▸ Exercise: What you return should be each line of the data containing the string "when".

▸ Entries provided:
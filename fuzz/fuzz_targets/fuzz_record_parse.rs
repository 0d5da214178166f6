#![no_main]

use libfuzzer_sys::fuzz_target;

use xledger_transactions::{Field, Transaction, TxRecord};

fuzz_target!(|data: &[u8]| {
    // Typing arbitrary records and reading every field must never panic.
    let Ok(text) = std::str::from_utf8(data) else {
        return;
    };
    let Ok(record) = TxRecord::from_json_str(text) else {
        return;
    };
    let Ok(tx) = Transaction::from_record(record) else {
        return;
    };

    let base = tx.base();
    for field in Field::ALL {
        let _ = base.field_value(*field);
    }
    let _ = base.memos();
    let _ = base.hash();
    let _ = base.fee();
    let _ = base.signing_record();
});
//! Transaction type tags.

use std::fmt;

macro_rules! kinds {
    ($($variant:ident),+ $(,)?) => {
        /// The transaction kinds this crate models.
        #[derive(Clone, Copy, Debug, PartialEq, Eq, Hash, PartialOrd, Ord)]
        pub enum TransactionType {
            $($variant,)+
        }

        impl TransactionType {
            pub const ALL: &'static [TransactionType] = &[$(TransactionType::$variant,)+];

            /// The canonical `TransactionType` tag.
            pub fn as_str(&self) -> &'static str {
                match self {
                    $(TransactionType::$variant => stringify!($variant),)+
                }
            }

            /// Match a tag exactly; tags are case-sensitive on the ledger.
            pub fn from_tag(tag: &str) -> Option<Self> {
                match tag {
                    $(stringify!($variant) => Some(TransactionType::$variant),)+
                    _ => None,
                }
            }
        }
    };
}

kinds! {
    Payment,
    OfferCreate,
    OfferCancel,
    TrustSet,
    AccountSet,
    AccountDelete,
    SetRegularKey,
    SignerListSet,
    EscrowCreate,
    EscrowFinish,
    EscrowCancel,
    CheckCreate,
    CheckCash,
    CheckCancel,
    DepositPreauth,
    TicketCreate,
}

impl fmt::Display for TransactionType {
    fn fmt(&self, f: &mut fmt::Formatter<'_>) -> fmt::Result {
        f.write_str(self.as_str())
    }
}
==
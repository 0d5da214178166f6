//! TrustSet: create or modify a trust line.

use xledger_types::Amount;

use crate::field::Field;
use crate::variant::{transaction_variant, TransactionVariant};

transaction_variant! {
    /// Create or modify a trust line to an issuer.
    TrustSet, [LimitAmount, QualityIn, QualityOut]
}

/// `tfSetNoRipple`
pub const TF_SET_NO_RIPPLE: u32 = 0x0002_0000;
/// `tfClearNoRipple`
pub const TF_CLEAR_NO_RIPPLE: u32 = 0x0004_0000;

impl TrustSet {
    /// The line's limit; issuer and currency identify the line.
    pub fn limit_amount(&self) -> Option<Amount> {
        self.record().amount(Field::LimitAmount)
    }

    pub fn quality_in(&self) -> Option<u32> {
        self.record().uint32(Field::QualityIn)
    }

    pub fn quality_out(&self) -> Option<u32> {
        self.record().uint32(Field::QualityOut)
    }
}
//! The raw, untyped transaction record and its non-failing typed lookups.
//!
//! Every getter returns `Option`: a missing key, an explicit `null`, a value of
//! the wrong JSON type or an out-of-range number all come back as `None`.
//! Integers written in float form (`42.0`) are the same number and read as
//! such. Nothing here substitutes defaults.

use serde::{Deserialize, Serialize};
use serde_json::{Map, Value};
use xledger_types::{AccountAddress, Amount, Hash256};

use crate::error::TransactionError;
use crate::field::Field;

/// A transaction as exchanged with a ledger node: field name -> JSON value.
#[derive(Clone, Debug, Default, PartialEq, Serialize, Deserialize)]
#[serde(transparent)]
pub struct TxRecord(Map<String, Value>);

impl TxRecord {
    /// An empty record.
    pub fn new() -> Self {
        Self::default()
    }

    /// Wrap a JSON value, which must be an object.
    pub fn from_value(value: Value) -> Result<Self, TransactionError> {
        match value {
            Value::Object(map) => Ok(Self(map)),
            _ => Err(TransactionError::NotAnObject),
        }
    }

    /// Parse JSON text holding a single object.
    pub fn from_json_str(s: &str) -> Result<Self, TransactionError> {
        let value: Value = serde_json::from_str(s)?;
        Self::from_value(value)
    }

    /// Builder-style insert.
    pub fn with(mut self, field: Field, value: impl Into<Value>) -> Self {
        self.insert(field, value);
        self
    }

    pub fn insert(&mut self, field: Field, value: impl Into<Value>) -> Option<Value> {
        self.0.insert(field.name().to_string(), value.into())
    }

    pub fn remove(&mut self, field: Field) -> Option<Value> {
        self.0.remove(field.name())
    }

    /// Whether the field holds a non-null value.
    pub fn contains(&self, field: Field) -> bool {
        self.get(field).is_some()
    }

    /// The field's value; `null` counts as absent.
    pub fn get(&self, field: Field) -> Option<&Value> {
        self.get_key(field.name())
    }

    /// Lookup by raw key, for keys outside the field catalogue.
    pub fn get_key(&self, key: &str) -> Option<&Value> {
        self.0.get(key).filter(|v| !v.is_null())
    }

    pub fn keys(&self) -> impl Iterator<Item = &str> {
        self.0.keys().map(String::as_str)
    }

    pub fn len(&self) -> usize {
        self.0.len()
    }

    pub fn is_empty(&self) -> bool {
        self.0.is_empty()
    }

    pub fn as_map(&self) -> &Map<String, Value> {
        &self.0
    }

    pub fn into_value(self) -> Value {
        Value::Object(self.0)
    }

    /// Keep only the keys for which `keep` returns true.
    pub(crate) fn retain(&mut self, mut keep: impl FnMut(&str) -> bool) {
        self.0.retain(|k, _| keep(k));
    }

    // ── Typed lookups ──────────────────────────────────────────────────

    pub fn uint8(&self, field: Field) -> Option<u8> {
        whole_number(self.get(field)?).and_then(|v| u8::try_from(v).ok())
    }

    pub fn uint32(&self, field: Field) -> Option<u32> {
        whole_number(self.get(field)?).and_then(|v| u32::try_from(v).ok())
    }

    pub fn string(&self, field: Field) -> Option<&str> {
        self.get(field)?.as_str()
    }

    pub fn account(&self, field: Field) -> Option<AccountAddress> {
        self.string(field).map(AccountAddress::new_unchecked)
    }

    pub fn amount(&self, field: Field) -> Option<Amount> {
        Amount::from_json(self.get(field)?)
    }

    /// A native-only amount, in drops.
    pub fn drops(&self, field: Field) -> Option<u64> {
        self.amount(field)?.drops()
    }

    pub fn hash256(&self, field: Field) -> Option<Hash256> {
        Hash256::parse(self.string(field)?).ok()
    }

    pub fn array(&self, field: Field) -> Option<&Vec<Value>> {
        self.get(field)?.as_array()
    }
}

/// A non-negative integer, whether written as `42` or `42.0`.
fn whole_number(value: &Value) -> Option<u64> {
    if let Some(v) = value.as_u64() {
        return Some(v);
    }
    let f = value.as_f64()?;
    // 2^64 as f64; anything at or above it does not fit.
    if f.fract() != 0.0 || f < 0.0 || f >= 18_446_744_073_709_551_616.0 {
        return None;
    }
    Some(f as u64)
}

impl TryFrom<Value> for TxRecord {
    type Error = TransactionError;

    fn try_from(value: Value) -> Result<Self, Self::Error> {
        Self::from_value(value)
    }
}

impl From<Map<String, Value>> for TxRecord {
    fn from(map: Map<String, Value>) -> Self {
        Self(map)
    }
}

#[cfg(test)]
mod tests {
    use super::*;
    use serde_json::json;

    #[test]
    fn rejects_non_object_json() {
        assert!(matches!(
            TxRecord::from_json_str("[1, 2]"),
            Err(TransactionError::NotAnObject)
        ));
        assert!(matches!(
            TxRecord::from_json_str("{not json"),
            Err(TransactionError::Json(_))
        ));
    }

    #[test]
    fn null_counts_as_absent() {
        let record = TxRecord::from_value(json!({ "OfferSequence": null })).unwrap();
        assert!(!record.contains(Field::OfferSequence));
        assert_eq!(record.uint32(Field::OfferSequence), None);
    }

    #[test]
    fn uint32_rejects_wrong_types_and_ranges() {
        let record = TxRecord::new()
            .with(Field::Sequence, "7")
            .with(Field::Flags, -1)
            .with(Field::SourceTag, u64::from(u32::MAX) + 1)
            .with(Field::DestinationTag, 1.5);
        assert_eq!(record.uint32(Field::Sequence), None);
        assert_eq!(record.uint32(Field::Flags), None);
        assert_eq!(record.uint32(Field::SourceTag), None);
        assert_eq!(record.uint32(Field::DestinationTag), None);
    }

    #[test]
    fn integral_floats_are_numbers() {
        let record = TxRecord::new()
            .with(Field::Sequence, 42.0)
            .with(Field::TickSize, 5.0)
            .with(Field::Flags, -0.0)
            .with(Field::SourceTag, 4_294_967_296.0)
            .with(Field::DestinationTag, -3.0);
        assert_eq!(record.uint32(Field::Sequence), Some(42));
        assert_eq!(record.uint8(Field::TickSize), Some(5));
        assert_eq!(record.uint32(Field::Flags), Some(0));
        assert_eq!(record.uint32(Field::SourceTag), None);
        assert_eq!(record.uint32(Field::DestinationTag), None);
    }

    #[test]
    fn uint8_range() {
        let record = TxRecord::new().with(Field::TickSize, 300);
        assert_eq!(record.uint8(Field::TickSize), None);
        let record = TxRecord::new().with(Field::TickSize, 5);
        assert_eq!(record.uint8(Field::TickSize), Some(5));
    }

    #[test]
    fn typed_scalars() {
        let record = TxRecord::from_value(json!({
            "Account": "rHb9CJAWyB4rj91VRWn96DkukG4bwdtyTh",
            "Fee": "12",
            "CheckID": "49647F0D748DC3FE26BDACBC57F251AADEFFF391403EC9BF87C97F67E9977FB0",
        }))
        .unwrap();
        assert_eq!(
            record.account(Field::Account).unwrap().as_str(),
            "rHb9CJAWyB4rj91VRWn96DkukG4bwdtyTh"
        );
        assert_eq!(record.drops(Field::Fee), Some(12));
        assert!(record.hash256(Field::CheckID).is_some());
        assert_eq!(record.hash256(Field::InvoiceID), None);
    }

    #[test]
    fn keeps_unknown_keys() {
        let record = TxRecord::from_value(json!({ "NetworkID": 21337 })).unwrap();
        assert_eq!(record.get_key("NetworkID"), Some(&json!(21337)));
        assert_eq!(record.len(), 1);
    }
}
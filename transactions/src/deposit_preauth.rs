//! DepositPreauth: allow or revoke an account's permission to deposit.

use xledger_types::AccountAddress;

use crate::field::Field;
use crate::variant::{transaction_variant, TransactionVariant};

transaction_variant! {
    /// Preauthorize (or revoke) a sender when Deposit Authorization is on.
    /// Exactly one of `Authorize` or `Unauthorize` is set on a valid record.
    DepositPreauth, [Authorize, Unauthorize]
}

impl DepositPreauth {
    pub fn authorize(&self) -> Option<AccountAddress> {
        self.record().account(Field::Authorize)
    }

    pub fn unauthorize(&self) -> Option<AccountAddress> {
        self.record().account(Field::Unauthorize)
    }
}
--
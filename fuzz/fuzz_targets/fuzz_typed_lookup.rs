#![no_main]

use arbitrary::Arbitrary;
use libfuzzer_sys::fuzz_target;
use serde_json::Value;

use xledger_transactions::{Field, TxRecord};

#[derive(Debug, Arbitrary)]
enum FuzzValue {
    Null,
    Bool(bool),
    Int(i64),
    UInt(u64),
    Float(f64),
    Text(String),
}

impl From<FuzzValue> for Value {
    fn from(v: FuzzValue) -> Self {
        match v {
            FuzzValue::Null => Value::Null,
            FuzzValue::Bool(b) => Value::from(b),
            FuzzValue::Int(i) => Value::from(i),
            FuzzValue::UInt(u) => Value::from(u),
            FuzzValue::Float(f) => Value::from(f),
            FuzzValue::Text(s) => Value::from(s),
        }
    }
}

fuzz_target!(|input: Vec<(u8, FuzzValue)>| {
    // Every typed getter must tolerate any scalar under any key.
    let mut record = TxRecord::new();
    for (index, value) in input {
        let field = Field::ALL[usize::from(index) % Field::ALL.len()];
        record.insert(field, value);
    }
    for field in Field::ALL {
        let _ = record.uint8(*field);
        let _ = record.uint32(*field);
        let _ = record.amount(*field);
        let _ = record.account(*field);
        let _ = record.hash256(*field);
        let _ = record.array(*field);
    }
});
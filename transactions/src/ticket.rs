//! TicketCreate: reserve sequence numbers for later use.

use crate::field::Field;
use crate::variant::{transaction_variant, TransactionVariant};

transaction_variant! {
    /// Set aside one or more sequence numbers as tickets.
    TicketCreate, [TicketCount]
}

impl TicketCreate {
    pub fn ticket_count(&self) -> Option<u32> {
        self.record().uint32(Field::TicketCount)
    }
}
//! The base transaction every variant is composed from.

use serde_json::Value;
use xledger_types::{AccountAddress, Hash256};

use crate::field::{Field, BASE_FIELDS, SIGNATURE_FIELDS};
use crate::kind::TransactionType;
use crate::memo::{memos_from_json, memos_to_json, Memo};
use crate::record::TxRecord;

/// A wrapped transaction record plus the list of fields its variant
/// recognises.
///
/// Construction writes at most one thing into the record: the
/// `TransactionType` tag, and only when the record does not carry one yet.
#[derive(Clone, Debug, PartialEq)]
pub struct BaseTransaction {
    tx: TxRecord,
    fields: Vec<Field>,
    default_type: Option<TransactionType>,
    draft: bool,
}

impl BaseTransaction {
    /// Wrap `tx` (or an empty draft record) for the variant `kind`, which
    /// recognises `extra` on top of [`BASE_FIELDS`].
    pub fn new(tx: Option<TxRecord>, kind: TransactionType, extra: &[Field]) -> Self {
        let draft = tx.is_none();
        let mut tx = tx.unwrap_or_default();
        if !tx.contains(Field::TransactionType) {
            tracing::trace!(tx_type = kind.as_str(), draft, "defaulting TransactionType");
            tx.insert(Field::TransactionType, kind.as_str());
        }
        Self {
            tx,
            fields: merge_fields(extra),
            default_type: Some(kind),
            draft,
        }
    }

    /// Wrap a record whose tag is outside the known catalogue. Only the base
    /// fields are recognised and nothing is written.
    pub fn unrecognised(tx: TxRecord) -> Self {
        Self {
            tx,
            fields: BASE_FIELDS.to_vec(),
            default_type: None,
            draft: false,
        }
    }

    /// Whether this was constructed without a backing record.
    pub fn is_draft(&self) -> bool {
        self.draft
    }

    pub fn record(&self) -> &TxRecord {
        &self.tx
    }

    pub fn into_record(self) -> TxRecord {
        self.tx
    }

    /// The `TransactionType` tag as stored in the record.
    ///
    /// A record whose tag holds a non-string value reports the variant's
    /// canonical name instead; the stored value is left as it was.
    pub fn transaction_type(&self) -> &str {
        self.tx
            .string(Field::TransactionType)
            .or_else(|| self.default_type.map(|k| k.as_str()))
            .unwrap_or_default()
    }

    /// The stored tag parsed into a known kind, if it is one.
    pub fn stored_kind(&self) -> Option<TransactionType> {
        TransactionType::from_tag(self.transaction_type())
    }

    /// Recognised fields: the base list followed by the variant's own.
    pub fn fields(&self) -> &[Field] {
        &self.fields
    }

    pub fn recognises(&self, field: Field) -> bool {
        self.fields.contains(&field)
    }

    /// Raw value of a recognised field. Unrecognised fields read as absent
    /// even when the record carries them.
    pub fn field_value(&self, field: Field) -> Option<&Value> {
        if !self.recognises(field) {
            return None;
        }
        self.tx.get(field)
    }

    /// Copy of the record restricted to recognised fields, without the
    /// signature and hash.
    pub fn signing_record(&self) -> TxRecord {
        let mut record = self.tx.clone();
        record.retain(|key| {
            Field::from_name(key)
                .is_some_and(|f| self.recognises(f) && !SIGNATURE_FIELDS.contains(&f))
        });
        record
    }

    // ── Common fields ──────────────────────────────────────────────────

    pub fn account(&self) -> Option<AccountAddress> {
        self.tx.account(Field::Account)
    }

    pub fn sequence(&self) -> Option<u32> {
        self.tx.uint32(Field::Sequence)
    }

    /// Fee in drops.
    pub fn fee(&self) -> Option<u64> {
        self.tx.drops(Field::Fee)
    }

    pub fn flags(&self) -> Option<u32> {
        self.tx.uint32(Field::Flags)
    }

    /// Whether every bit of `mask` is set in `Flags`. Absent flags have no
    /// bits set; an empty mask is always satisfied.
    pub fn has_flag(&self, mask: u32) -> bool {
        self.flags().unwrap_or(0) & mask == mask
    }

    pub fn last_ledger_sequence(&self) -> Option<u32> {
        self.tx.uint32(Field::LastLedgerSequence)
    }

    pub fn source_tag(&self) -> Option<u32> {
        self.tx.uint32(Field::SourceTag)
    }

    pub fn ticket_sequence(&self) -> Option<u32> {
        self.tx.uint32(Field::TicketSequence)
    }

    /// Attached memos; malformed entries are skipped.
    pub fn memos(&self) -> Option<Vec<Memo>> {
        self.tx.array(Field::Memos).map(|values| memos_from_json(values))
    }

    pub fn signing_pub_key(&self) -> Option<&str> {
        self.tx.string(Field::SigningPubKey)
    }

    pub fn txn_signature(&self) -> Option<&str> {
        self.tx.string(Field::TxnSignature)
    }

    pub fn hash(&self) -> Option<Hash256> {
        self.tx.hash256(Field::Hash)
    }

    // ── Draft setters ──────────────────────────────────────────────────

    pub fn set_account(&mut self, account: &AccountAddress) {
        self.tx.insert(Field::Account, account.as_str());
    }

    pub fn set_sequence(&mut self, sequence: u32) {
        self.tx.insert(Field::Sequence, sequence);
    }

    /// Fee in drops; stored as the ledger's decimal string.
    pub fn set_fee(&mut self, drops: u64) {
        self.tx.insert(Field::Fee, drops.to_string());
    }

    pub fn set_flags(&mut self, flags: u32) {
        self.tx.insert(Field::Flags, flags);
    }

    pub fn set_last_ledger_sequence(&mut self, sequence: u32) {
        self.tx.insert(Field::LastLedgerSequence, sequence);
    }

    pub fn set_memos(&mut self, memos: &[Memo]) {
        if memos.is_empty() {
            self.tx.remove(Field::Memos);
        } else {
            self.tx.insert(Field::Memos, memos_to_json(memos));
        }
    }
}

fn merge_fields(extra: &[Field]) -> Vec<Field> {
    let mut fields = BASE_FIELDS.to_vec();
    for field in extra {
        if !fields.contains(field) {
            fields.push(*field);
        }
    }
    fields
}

▸ Result below:
    /// Preauthorize (or revoke) a sender when Deposit Authorization is on.
/// `TransactionType` tag, and only when the record does not carry one yet.
    /// even when the record carries them.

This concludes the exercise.